[Opening RECORDS FOR THE EXERCISE section]

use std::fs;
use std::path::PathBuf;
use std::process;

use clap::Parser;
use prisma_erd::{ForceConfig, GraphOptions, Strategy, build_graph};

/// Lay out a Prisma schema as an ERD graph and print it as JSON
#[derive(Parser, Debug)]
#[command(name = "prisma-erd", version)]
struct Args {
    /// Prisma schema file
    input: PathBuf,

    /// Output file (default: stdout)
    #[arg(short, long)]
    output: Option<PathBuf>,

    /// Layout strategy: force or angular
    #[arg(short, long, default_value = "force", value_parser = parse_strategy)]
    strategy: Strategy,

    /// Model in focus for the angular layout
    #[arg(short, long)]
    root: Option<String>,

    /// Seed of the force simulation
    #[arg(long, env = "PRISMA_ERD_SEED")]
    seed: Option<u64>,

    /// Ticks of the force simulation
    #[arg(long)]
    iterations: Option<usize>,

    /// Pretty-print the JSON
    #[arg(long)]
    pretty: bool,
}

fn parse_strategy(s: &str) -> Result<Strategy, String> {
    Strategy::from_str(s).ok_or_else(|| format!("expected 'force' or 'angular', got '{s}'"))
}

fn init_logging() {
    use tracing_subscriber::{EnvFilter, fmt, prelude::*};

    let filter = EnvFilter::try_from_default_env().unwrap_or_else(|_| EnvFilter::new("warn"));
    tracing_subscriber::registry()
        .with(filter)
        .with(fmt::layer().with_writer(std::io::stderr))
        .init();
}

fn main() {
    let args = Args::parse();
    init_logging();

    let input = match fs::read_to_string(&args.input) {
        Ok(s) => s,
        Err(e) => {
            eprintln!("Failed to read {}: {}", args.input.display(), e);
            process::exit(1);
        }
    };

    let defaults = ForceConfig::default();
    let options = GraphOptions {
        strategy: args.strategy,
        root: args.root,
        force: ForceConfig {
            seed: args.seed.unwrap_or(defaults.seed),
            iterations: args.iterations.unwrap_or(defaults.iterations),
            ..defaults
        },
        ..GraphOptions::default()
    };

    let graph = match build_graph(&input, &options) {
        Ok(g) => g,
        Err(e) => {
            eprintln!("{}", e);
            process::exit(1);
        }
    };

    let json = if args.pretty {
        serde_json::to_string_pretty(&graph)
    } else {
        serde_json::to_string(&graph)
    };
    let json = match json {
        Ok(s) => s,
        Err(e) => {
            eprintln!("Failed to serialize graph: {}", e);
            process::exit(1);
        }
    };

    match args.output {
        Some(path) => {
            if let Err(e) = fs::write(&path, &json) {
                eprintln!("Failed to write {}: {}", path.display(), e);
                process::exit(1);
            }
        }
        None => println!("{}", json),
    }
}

[Closing RECORDS FOR THE EXERCISE section]

Repeat the listing exactly, from its first line to its last.

ANSWER TO THIS PROBLEM
use std::fs;
use std::path::PathBuf;
use std::process;

use clap::Parser;
use prisma_erd::{ForceConfig, GraphOptions, Strategy, build_graph};

/// Lay out a Prisma schema as an ERD graph and print it as JSON
#[derive(Parser, Debug)]
#[command(name = "prisma-erd", version)]
struct Args {
    /// Prisma schema file
    input: PathBuf,

    /// Output file (default: stdout)
    #[arg(short, long)]
    output: Option<PathBuf>,

    /// Layout strategy: force or angular
    #[arg(short, long, default_value = "force", value_parser = parse_strategy)]
    strategy: Strategy,

    /// Model in focus for the angular layout
    #[arg(short, long)]
    root: Option<String>,

    /// Seed of the force simulation
    #[arg(long, env = "PRISMA_ERD_SEED")]
    seed: Option<u64>,

    /// Ticks of the force simulation
    #[arg(long)]
    iterations: Option<usize>,

    /// Pretty-print the JSON
    #[arg(long)]
    pretty: bool,
}

fn parse_strategy(s: &str) -> Result<Strategy, String> {
    Strategy::from_str(s).ok_or_else(|| format!("expected 'force' or 'angular', got '{s}'"))
}

fn init_logging() {
    use tracing_subscriber::{EnvFilter, fmt, prelude::*};

    let filter = EnvFilter::try_from_default_env().unwrap_or_else(|_| EnvFilter::new("warn"));
    tracing_subscriber::registry()
        .with(filter)
        .with(fmt::layer().with_writer(std::io::stderr))
        .init();
}

fn main() {
    let args = Args::parse();
    init_logging();

    let input = match fs::read_to_string(&args.input) {
        Ok(s) => s,
        Err(e) => {
            eprintln!("Failed to read {}: {}", args.input.display(), e);
            process::exit(1);
        }
    };

    let defaults = ForceConfig::default();
    let options = GraphOptions {
        strategy: args.strategy,
        root: args.root,
        force: ForceConfig {
            seed: args.seed.unwrap_or(defaults.seed),
            iterations: args.iterations.unwrap_or(defaults.iterations),
            ..defaults
        },
        ..GraphOptions::default()
    };

    let graph = match build_graph(&input, &options) {
        Ok(g) => g,
        Err(e) => {
            eprintln!("{}", e);
            process::exit(1);
        }
    };

    let json = if args.pretty {
        serde_json::to_string_pretty(&graph)
    } else {
        serde_json::to_string(&graph)
    };
    let json = match json {
        Ok(s) => s,
        Err(e) => {
            eprintln!("Failed to serialize graph: {}", e);
            process::exit(1);
        }
    };

    match args.output {
        Some(path) => {
            if let Err(e) = fs::write(&path, &json) {
                eprintln!("Failed to write {}: {}", path.display(), e);
                process::exit(1);
            }
        }
        None => println!("{}", json),
    }
}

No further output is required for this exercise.